Due to COVID-19 restrictions, Aaron’s father accompanied him through the course of his treatment as only one assigned caretaker was allowed.
As a result, Ms Leow had to give birth to their daughter Alexa without her husband by her side. Her daughter was also later diagnosed with Kawasaki disease but has since recovered.
“One of the things that got to me the most was that I always wondered if Aaron had lymphoma and his youngest sister had Kawasaki disease and other respiratory issues because of something that I did or didn’t do,” she said, adding that the guilt had haunted her a lot.
While the eight-year-old was rather shy and did not speak much during the interview, he provided many light-hearted moments by pulling funny faces while his mother spoke or chiming in with funny puns.

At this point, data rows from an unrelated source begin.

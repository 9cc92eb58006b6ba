//! Streaming set algebra over sorted sequences.
//!
//! Every operator here assumes its inputs are already ascending under the
//! comparator in use. This is a caller contract and is not validated; on
//! unsorted input the output is unspecified (but never a panic).
//!
//! All operators stream through dual cursors with one element of look-ahead
//! per input, so memory is O(1) per input except for `group_sorted`, which
//! buffers one group.

use crate::sequence::{Sequence, Source};
use std::cmp::Ordering;

struct DedupSorted<T> {
    upstream: Sequence<T>,
}

impl<T> Source<T> for DedupSorted<T>
where
    T: PartialEq + Send + 'static,
{
    fn pull(&mut self) -> Option<T> {
        let mut current = self.upstream.next()?;
        while let Some(next) = self.upstream.next_if(|next| *next == current) {
            current = next;
        }
        Some(current)
    }

    fn close(&mut self) {
        self.upstream.close();
    }
}

struct DiffSorted<T, F> {
    left: Sequence<T>,
    right: Sequence<T>,
    compare: F,
}

impl<T, F> Source<T> for DiffSorted<T, F>
where
    T: Send + 'static,
    F: FnMut(&T, &T) -> Ordering + Send,
{
    fn pull(&mut self) -> Option<T> {
        loop {
            let item = self.left.next()?;
            while self
                .right
                .next_if(|r| (self.compare)(r, &item) == Ordering::Less)
                .is_some()
            {}
            match self.right.peek() {
                Some(r) if (self.compare)(r, &item) == Ordering::Equal => continue,
                _ => return Some(item),
            }
        }
    }

    fn close(&mut self) {
        self.left.close();
        self.right.close();
    }
}

struct IntersectSorted<T, F> {
    left: Sequence<T>,
    right: Sequence<T>,
    compare: F,
}

impl<T, F> Source<T> for IntersectSorted<T, F>
where
    T: Send + 'static,
    F: FnMut(&T, &T) -> Ordering + Send,
{
    fn pull(&mut self) -> Option<T> {
        loop {
            let order = match (self.left.peek(), self.right.peek()) {
                (Some(l), Some(r)) => (self.compare)(l, r),
                _ => return None,
            };
            match order {
                Ordering::Less => {
                    self.left.next();
                }
                Ordering::Greater => {
                    self.right.next();
                }
                Ordering::Equal => {
                    let key = self.left.next()?;
                    while self
                        .left
                        .next_if(|l| (self.compare)(l, &key) == Ordering::Equal)
                        .is_some()
                    {}
                    while self
                        .right
                        .next_if(|r| (self.compare)(r, &key) == Ordering::Equal)
                        .is_some()
                    {}
                    return Some(key);
                }
            }
        }
    }

    fn close(&mut self) {
        self.left.close();
        self.right.close();
    }
}

/// k-way merge. Holds the current head of each input.
struct MergeSorted<T, F> {
    inputs: Vec<Sequence<T>>,
    heads: Vec<Option<T>>,
    primed: bool,
    compare: F,
}

impl<T, F> Source<T> for MergeSorted<T, F>
where
    T: Send + 'static,
    F: FnMut(&T, &T) -> Ordering + Send,
{
    fn pull(&mut self) -> Option<T> {
        if !self.primed {
            self.heads = self.inputs.iter_mut().map(|input| input.next()).collect();
            self.primed = true;
        }

        // Linear scan: the number of inputs is small next to the element count.
        // Strict `Less` keeps ties in input order.
        let mut best: Option<usize> = None;
        for (i, head) in self.heads.iter().enumerate() {
            let Some(candidate) = head else { continue };
            best = match best {
                Some(b) => match &self.heads[b] {
                    Some(current) if (self.compare)(candidate, current) != Ordering::Less => {
                        Some(b)
                    }
                    _ => Some(i),
                },
                None => Some(i),
            };
        }

        let index = best?;
        let refill = self.inputs[index].next();
        std::mem::replace(&mut self.heads[index], refill)
    }

    fn close(&mut self) {
        self.heads.clear();
        for input in &mut self.inputs {
            input.close();
        }
    }
}

struct GroupSorted<T, P> {
    upstream: Sequence<T>,
    adjacent: P,
}

impl<T, P> Source<Vec<T>> for GroupSorted<T, P>
where
    T: Send + 'static,
    P: FnMut(&T, &T) -> bool + Send,
{
    fn pull(&mut self) -> Option<Vec<T>> {
        let mut group = vec![self.upstream.next()?];
        loop {
            let next = {
                let last = &group[group.len() - 1];
                let adjacent = &mut self.adjacent;
                self.upstream.next_if(|cur| adjacent(last, cur))
            };
            match next {
                Some(item) => group.push(item),
                None => return Some(group),
            }
        }
    }

    fn close(&mut self) {
        self.upstream.close();
    }
}

impl<T: PartialEq + Send + 'static> Sequence<T> {
    /// Collapse runs of equal elements, keeping the last element of each run.
    pub fn dedup_sorted(self) -> Sequence<T> {
        Sequence::from_source(DedupSorted { upstream: self })
    }
}

impl<T: Send + 'static> Sequence<T> {
    /// Elements of `self` whose key does not appear in `other`.
    ///
    /// `other` is only advanced past heads smaller than the current element of
    /// `self`. Duplicates in `self` are tested one by one against the same
    /// head of `other`, so either all copies are kept or all are removed.
    pub fn diff_sorted_by<F>(self, other: Sequence<T>, compare: F) -> Sequence<T>
    where
        F: FnMut(&T, &T) -> Ordering + Send + 'static,
    {
        Sequence::from_source(DiffSorted {
            left: self,
            right: other,
            compare,
        })
    }

    /// One element per key present in both inputs: the first of the matching
    /// run in `self`. The matching runs of both inputs are consumed.
    pub fn intersect_sorted_by<F>(self, other: Sequence<T>, compare: F) -> Sequence<T>
    where
        F: FnMut(&T, &T) -> Ordering + Send + 'static,
    {
        Sequence::from_source(IntersectSorted {
            left: self,
            right: other,
            compare,
        })
    }

    /// Merge `self` and `others` into one ascending sequence. Duplicates are
    /// preserved; equal elements come out in input order.
    pub fn merge_sorted_by<F>(self, others: Vec<Sequence<T>>, compare: F) -> Sequence<T>
    where
        F: FnMut(&T, &T) -> Ordering + Send + 'static,
    {
        let mut inputs = Vec::with_capacity(others.len() + 1);
        inputs.push(self);
        inputs.extend(others);
        Sequence::from_source(MergeSorted {
            heads: Vec::new(),
            inputs,
            primed: false,
            compare,
        })
    }

    /// Group consecutive elements while `adjacent(previous, current)` holds.
    pub fn group_sorted<P>(self, adjacent: P) -> Sequence<Vec<T>>
    where
        P: FnMut(&T, &T) -> bool + Send + 'static,
    {
        Sequence::from_source(GroupSorted {
            upstream: self,
            adjacent,
        })
    }
}

impl<T: Ord + Send + 'static> Sequence<T> {
    pub fn diff_sorted(self, other: Sequence<T>) -> Sequence<T> {
        self.diff_sorted_by(other, Ord::cmp)
    }

    pub fn intersect_sorted(self, other: Sequence<T>) -> Sequence<T> {
        self.intersect_sorted_by(other, Ord::cmp)
    }

    pub fn merge_sorted(self, others: Vec<Sequence<T>>) -> Sequence<T> {
        self.merge_sorted_by(others, Ord::cmp)
    }
}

“When (Aaron) was undergoing chemotherapy, because the drugs affected his appetite a lot, it made him very nauseous … and affected his tastebuds,” said Ms Leow.
“Taste butts!” quipped Aaron, prompting both mother and son to burst into peals of laughter.
To encourage him to eat more and maintain his weight, Ms Leow would often tell him jokes to cheer him up and distract him from the nausea.
It worked and, to her surprise, her son started coming up with his own jokes.
“They were a lot better than mine … mine were a bit lame,” she said with a laugh.
“Throughout his treatment, he was constantly telling jokes. For him, it was a very good distraction as it gave him something to focus on,” she said. “It also helped to cheer all of us up too.”
Next to her, Aaron beams proudly as he holds up a gold trophy with two shooting stars.
“Mama, I got an award, but I don’t know what I won,” he said, giggling.
Laughing, she tells him that it was an award from the Children’s Cancer Foundation for completing his treatment.
Aaron ended his treatment in July 2020 and has been in remission for two years.
However, his love for puns and jokes remains.
“I feel like he became more cheerful and happy-go-lucky after his treatment,” said Ms Leow. “Previously, he had a hard time because we used to live in the US and when we moved back to Singapore he had quite a hard time adjusting here.”
While undergoing chemotherapy, Aaron also came up with a list of things he wanted to do after completing treatment. They include writing and publishing a book with his mother and siblings as well as helping other children with cancer.